* [Exercise instructions] Check every line of the entries below for "reqwest", and copy the lines that have it.

=== Begin Enclosure ===

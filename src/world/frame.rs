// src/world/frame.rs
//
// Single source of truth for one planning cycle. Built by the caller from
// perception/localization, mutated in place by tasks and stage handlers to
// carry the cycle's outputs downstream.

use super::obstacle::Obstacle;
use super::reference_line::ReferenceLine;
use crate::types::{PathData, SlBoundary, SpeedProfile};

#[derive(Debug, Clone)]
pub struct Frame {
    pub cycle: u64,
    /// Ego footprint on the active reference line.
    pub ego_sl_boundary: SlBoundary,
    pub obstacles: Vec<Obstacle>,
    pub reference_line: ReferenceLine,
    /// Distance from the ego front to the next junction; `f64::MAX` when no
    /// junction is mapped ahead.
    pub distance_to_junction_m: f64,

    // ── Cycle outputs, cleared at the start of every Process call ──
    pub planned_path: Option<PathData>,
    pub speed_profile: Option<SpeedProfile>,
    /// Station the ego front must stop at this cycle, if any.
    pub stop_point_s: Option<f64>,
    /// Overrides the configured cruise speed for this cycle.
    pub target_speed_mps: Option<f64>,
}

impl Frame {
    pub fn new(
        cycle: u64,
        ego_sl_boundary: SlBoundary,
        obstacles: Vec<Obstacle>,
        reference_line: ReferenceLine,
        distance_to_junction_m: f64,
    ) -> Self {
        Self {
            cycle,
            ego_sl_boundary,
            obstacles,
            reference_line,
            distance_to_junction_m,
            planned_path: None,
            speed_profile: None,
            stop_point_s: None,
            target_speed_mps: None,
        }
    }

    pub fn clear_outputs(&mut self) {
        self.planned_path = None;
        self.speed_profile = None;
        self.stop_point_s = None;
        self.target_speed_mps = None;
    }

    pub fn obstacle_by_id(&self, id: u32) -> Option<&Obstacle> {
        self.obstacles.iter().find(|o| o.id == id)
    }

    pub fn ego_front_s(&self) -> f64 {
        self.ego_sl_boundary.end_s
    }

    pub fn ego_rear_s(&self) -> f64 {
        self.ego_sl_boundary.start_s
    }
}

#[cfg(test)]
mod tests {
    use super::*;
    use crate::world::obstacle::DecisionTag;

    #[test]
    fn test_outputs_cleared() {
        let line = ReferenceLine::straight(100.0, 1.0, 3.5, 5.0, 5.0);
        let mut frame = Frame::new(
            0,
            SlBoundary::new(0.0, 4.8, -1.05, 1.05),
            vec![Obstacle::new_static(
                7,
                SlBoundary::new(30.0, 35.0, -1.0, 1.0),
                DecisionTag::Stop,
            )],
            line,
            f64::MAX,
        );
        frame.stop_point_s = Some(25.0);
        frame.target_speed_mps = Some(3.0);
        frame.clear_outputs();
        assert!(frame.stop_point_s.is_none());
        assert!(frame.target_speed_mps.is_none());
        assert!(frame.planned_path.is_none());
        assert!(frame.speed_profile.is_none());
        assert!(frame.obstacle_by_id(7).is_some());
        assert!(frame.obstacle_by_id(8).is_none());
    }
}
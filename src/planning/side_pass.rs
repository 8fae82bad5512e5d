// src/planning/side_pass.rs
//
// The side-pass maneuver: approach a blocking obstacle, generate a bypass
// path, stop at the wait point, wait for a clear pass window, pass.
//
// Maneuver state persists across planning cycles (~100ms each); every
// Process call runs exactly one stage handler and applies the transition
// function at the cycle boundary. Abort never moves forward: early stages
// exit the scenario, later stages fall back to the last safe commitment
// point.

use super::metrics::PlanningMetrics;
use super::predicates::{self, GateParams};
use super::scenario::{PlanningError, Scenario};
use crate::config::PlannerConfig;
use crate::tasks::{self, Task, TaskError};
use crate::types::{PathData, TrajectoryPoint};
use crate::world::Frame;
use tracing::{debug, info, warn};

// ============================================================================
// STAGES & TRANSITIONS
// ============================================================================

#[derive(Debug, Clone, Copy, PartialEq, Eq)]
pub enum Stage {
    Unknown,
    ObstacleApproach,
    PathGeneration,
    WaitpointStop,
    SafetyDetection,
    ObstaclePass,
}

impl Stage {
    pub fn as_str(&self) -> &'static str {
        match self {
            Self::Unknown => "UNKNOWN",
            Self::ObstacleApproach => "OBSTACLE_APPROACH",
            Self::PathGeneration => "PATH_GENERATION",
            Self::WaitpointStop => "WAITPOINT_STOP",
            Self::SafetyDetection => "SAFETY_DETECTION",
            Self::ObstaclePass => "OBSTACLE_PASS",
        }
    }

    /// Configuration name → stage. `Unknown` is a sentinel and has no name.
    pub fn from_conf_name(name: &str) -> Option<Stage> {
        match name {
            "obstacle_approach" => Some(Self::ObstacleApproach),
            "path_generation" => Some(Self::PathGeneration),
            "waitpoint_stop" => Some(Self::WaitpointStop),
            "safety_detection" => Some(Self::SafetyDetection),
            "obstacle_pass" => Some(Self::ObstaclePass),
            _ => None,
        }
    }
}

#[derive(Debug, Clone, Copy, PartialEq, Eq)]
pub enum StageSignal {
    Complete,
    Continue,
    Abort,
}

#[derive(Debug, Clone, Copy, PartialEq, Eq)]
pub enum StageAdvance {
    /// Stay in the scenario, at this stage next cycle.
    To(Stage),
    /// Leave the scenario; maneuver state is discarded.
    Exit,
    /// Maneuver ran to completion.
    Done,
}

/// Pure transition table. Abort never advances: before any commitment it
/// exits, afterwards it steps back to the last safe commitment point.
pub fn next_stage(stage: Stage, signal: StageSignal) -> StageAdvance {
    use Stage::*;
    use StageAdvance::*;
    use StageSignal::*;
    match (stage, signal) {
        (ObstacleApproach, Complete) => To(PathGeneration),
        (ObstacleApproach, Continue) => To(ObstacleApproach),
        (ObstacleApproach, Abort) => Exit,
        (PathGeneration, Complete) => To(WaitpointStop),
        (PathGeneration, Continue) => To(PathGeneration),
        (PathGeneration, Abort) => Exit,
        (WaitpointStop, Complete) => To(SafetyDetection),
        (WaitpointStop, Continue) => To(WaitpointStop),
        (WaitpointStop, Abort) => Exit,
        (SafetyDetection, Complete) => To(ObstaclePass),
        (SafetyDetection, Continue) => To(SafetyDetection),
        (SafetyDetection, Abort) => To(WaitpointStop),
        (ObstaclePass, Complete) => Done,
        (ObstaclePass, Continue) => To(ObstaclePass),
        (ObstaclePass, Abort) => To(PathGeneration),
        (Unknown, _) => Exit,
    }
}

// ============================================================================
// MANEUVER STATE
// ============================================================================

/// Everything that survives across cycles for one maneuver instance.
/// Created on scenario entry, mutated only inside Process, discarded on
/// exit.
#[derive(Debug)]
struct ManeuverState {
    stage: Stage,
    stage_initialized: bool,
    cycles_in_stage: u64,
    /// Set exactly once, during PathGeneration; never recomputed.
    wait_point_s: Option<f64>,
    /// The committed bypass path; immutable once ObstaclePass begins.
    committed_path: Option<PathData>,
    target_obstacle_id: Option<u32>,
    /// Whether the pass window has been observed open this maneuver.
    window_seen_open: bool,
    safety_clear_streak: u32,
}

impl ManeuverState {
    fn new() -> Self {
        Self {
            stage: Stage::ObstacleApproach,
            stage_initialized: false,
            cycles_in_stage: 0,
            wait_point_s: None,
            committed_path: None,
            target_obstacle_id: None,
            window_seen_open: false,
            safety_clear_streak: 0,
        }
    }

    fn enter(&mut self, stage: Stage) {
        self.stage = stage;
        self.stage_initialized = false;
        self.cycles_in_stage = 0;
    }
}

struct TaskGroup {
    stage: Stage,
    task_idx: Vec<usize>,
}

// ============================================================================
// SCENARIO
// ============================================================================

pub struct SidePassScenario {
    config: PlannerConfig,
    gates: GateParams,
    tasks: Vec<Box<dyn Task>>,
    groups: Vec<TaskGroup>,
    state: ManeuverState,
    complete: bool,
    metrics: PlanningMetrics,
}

=== End Enclosure ===
=== Begin Enclosure ===

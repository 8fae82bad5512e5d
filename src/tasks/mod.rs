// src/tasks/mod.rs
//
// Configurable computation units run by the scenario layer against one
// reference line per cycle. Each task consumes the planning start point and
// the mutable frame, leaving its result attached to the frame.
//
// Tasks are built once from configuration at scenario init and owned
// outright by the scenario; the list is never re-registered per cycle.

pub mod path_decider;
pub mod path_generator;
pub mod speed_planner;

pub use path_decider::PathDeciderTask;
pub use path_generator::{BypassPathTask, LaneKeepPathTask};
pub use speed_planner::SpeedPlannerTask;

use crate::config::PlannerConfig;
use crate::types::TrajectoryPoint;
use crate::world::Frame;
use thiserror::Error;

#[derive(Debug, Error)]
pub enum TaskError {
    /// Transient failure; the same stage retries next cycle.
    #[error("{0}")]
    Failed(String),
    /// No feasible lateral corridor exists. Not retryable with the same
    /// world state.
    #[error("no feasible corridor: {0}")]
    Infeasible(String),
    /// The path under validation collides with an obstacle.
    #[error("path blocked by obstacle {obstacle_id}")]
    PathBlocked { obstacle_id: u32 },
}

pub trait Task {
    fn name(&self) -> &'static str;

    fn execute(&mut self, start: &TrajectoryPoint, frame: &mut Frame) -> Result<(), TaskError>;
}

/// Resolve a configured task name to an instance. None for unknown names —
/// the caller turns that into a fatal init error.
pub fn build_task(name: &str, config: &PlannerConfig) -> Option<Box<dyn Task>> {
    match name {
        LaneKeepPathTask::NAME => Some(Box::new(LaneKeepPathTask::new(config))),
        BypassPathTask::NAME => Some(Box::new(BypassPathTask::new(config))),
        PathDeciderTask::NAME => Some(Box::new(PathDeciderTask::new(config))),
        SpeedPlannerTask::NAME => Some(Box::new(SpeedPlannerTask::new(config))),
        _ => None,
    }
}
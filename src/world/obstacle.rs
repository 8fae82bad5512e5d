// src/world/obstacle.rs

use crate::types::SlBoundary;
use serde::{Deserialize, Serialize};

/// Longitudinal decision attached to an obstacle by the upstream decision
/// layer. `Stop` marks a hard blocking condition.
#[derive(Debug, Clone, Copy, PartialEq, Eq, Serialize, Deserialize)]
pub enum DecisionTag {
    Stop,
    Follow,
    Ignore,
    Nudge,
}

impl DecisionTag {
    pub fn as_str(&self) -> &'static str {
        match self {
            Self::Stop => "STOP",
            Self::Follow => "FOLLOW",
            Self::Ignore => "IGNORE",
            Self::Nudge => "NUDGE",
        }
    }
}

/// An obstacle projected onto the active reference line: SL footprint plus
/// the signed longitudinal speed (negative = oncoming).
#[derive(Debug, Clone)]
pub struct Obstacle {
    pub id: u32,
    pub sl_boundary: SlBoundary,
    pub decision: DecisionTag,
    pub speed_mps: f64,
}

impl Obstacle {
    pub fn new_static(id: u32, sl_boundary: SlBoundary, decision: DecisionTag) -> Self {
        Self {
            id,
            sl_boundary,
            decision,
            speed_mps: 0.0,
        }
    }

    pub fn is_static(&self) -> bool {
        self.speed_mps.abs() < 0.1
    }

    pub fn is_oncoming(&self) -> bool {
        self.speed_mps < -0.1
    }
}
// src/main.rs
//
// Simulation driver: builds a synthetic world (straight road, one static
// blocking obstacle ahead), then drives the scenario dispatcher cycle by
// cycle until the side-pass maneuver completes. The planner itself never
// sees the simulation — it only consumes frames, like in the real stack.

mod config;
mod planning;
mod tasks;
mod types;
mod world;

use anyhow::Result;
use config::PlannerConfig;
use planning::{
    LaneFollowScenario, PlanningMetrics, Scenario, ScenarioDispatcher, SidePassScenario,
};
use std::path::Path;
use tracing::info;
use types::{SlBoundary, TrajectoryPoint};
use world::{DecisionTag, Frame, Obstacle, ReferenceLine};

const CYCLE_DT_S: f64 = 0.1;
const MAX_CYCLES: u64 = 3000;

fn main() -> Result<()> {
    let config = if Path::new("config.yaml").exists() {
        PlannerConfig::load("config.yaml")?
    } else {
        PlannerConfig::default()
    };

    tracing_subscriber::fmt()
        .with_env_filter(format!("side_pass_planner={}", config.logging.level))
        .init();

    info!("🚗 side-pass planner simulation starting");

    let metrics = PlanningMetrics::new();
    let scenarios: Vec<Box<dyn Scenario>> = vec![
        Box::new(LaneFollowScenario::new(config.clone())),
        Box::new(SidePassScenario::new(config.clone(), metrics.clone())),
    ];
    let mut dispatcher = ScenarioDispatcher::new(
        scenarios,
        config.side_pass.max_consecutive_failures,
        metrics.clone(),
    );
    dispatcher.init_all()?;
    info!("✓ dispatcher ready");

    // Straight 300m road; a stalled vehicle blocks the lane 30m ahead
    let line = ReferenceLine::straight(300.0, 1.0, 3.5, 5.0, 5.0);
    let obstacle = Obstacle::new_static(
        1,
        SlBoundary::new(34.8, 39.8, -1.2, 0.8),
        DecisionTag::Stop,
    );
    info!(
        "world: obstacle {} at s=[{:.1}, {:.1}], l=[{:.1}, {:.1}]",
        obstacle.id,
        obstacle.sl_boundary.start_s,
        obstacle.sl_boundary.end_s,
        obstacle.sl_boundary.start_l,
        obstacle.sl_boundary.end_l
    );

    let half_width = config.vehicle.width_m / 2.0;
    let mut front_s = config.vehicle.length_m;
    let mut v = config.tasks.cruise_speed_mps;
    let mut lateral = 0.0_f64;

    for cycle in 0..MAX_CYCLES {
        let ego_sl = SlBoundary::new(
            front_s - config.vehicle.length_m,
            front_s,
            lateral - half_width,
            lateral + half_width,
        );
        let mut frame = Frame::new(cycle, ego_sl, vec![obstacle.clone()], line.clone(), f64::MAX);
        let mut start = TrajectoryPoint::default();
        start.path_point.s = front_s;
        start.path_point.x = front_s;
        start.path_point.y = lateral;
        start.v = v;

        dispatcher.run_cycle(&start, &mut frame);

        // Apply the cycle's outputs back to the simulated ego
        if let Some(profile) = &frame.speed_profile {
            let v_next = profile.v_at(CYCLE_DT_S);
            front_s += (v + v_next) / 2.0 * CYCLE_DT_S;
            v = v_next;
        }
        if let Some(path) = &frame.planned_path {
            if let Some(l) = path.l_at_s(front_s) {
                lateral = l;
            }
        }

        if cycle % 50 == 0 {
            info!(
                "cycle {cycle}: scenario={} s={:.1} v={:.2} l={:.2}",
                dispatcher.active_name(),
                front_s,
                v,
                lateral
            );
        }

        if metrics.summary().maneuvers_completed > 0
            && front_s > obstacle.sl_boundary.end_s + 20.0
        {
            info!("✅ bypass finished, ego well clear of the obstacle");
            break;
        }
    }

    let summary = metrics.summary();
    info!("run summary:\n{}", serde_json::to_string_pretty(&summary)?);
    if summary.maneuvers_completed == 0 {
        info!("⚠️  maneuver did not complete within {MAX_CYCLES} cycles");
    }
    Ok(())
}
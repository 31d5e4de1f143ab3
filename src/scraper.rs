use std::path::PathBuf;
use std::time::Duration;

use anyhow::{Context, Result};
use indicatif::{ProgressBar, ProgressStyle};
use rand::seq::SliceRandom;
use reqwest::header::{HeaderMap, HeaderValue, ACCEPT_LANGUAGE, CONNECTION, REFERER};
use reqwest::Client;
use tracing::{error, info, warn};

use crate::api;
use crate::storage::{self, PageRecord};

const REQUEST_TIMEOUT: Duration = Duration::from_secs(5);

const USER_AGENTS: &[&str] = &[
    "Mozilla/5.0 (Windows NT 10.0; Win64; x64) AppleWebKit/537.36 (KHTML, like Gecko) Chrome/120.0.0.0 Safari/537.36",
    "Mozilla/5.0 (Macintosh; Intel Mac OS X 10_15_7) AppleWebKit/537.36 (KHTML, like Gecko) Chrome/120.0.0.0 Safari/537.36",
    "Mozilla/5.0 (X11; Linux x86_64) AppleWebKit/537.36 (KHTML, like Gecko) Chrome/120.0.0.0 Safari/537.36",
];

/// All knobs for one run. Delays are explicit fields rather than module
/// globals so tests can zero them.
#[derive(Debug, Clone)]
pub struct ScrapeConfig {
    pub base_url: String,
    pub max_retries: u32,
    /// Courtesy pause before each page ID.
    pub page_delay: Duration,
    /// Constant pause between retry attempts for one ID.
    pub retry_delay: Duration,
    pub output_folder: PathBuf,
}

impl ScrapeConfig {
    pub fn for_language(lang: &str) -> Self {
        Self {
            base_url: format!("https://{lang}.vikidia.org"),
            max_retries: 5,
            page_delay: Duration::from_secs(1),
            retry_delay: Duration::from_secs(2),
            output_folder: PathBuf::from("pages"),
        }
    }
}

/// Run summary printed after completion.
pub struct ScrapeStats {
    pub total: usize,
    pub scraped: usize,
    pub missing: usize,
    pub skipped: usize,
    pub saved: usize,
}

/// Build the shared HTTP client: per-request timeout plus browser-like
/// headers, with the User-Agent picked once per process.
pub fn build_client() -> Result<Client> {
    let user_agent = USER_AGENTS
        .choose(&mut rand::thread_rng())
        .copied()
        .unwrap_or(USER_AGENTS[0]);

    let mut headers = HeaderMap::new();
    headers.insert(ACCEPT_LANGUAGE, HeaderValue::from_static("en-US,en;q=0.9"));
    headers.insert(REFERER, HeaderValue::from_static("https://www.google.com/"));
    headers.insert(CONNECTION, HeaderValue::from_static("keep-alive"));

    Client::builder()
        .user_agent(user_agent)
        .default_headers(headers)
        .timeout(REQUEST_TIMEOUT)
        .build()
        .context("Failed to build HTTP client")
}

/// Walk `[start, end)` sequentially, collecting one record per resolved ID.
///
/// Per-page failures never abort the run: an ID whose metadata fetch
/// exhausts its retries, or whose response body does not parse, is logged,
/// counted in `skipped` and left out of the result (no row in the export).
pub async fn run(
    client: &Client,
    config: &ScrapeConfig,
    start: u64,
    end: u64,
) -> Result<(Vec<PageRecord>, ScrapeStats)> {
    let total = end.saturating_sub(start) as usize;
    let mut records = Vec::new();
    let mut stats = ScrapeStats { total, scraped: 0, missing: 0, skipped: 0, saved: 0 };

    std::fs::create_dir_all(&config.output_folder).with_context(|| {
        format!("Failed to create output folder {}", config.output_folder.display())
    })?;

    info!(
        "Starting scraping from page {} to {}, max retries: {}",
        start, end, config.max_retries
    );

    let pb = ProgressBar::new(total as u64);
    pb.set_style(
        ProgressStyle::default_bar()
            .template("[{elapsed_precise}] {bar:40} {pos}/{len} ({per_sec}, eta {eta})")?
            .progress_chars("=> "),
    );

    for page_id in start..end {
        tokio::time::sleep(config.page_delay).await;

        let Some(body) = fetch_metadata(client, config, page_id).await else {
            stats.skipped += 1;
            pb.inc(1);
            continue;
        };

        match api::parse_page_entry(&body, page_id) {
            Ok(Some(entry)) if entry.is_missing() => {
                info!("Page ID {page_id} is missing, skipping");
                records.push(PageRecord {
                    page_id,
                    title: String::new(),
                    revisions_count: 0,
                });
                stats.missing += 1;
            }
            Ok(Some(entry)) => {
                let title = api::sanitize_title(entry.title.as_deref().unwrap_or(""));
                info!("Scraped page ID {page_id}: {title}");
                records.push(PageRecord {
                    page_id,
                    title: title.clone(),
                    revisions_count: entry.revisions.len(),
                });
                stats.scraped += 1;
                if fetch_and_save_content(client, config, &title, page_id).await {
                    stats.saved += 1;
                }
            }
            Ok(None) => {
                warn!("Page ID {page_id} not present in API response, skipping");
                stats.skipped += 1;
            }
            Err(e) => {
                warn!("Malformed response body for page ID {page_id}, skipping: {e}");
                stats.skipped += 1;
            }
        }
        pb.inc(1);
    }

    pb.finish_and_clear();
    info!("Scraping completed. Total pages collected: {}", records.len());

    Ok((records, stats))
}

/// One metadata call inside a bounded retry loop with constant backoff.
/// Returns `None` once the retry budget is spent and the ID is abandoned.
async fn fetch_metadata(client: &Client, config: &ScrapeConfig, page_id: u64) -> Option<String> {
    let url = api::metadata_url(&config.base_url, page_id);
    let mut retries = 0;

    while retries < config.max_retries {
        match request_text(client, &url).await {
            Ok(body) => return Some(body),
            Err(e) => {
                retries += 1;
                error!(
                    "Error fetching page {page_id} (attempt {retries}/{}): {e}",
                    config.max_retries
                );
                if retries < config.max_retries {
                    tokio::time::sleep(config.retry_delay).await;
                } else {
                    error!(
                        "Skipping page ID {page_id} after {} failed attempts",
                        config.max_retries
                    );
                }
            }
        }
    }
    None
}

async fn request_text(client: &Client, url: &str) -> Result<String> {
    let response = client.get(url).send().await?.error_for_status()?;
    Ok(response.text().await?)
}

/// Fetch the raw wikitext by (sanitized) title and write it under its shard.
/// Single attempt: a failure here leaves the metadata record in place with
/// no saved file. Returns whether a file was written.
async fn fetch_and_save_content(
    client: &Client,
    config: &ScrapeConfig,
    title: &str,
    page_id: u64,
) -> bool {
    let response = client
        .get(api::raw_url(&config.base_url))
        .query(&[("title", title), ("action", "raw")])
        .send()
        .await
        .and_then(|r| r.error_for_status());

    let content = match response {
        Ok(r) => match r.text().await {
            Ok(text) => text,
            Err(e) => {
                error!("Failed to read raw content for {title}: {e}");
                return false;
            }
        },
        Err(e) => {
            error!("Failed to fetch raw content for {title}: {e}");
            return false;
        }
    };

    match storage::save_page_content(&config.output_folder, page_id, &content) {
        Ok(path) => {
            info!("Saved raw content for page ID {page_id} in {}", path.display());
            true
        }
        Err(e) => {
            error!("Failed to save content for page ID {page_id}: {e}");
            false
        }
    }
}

=== End Enclosure ===
=== Begin Enclosure ===

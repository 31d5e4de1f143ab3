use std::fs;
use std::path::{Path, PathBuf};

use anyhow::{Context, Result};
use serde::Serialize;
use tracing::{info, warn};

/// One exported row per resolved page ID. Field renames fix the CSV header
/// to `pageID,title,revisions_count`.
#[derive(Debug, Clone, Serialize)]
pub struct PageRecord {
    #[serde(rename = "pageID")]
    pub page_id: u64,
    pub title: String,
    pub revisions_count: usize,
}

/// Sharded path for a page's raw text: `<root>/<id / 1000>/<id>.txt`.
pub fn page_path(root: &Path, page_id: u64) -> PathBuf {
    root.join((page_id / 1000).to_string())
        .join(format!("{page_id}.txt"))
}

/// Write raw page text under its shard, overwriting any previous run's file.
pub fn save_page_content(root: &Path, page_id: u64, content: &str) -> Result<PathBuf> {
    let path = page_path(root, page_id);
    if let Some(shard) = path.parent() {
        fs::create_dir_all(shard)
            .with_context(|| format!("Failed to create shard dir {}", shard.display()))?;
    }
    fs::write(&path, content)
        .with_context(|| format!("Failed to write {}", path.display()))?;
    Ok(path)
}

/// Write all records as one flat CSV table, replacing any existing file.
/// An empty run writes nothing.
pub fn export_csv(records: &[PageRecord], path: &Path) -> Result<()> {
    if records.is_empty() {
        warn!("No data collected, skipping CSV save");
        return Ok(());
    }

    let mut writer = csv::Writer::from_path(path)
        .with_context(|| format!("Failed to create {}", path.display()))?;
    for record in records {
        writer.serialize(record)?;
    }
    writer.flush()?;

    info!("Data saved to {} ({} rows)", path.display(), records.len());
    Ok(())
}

=== End Enclosure ===

* [Solution below]
use reqwest::header::{HeaderMap, HeaderValue, ACCEPT_LANGUAGE, CONNECTION, REFERER};
use reqwest::Client;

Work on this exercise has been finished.